Despite her intellectual range, it was her striking poetry and music--more than seventy compositions--that marked her as one of the most creative minds of the Middle Ages. They consist mostly of liturgical songs, but her musical play, Ordo Virtutum, was one of the first full-scale medieval dramas and the product of 20 years of labor. Its cast included 16 different virtues, all depicted as women, battling the devil for possession of the human soul.

Sadly for academic revisionists, Hildegard's theology was distressingly retrograde. Although she regularly portrayed divine wisdom ("Scientia Dei") as a gorgeously dressed female, it was always in a context that specifically paid homage to God.
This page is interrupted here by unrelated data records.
//! API error type and the JSON error envelope
//!
//! Every error response has the shape
//! `{"status": "error", "error": "<message>", "fields": [...]}` where `fields`
//! only appears for validation failures. Storage failures are logged here with
//! full detail and reach the client as a fixed message.

use axum::{
    extract::rejection::JsonRejection,
    http::StatusCode,
    response::{IntoResponse, Response},
    Json,
};
use serde::Serialize;
use thiserror::Error;
use tracing::{debug, error};

use super::Status;

/// One failing request field
#[derive(Debug, Clone, PartialEq, Eq, Serialize)]
pub struct FieldError {
    pub field: String,
    pub message: String,
}

impl FieldError {
    pub fn new(field: impl Into<String>, message: impl Into<String>) -> Self {
        Self {
            field: field.into(),
            message: message.into(),
        }
    }
}

/// Error envelope body
#[derive(Debug, Serialize)]
pub struct ErrorResponse {
    pub status: Status,
    pub error: String,
    #[serde(skip_serializing_if = "Vec::is_empty")]
    pub fields: Vec<FieldError>,
}

/// Request handling errors
#[derive(Debug, Error)]
pub enum ApiError {
    /// `id` path segment is not a positive integer
    #[error("invalid id '{0}'")]
    InvalidId(String),

    /// Body could not be decoded
    #[error("invalid request body: {0}")]
    BadRequest(String),

    /// Decoded body failed validation
    #[error("validation failed")]
    Validation(Vec<FieldError>),

    /// No row with the requested id
    #[error("{0} not found")]
    NotFound(&'static str),

    /// Store failure; the message is safe to show to clients
    #[error("{0}")]
    Internal(&'static str),
}

impl ApiError {
    /// Map a storage error, logging anything that is not a plain "not found"
    pub fn storage(context: &'static str, err: musiclib_common::Error) -> Self {
        match err {
            musiclib_common::Error::NotFound { entity, .. } => ApiError::NotFound(entity),
            err => {
                error!(error = %err, "{}", context);
                ApiError::Internal(context)
            }
        }
    }

    pub fn status_code(&self) -> StatusCode {
        match self {
            ApiError::InvalidId(_) | ApiError::BadRequest(_) | ApiError::Validation(_) => {
                StatusCode::BAD_REQUEST
            }
            ApiError::NotFound(_) => StatusCode::NOT_FOUND,
            ApiError::Internal(_) => StatusCode::INTERNAL_SERVER_ERROR,
        }
    }
}

impl From<JsonRejection> for ApiError {
    fn from(rejection: JsonRejection) -> Self {
        ApiError::BadRequest(rejection.body_text())
    }
}

impl IntoResponse for ApiError {
    fn into_response(self) -> Response {
        let status = self.status_code();
        let message = self.to_string();
        let fields = match self {
            ApiError::Validation(fields) => {
                debug!(count = fields.len(), "Request failed validation");
                fields
            }
            _ => Vec::new(),
        };

        let body = Json(ErrorResponse {
            status: Status::Error,
            error: message,
            fields,
        });

        (status, body).into_response()
    }
}

/// Parse an `id` path segment as a positive integer
pub fn parse_id(raw: &str) -> Result<i64, ApiError> {
    match raw.parse::<i64>() {
        Ok(id) if id > 0 => Ok(id),
        _ => Err(ApiError::InvalidId(raw.to_string())),
    }
}

#[cfg(test)]
mod tests {
    use super::*;

    #[test]
    fn test_parse_id() {
        assert_eq!(parse_id("42").unwrap(), 42);
        assert!(matches!(parse_id("abc"), Err(ApiError::InvalidId(_))));
        assert!(matches!(parse_id("0"), Err(ApiError::InvalidId(_))));
        assert!(matches!(parse_id("-3"), Err(ApiError::InvalidId(_))));
        assert!(matches!(parse_id("1.5"), Err(ApiError::InvalidId(_))));
        assert!(matches!(parse_id(""), Err(ApiError::InvalidId(_))));
    }

    #[test]
    fn test_status_codes() {
        assert_eq!(ApiError::InvalidId("x".into()).status_code(), StatusCode::BAD_REQUEST);
        assert_eq!(ApiError::Validation(vec![]).status_code(), StatusCode::BAD_REQUEST);
        assert_eq!(ApiError::NotFound("artist").status_code(), StatusCode::NOT_FOUND);
        assert_eq!(
            ApiError::Internal("failed to list artists").status_code(),
            StatusCode::INTERNAL_SERVER_ERROR
        );
    }

    #[test]
    fn test_not_found_is_not_internal() {
        let err = ApiError::storage(
            "failed to load song",
            musiclib_common::Error::NotFound { entity: "song", id: 9 },
        );
        assert!(matches!(err, ApiError::NotFound("song")));
    }

    #[test]
    fn test_storage_error_hides_detail() {
        let err = ApiError::storage(
            "failed to create artist",
            musiclib_common::Error::Constraint {
                table: "artists",
                constraint: "artists_name_key".to_string(),
            },
        );
        assert_eq!(err.to_string(), "failed to create artist");
    }
}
Hildegard believed that women's strength rested on two old-fashioned pillars: virginity and maternity. If you took them away, all that was left was fluttery, self-absorbed feminine frailty, which was why Hildegard referred to her own lax time as an "effeminate age."

The current fascination with this towering woman who could separate the genuinely feminine from the merely effeminate has not produced all junk. There are some fine new works of scholarship about Hildegard. I recommend "Hildegard of Bingen, 1098-1179: A Visionary Life," by Sabina Flanagan, and Barbara Newman's "Sister of Wisdom: Saint Hildegard of Bingen's Theology of the Feminine."

But my favorite words about Hildegard were written in 1924 by F. G. Holweck, domestic prelate to Pope Pius XI: "She denounced the vices of society, of kings, nobles, bishops and priests in unmeasured terms, but the Emperor, bishops, abbots and laymen came to ask for her advice." Hildegard was never officially canonized (she declined to perform the required post-mortem miracles), but she inspired fear and admiration in the men who made saints. She was even hipper than the revisionists who try to recruit her into the ranks can imagine.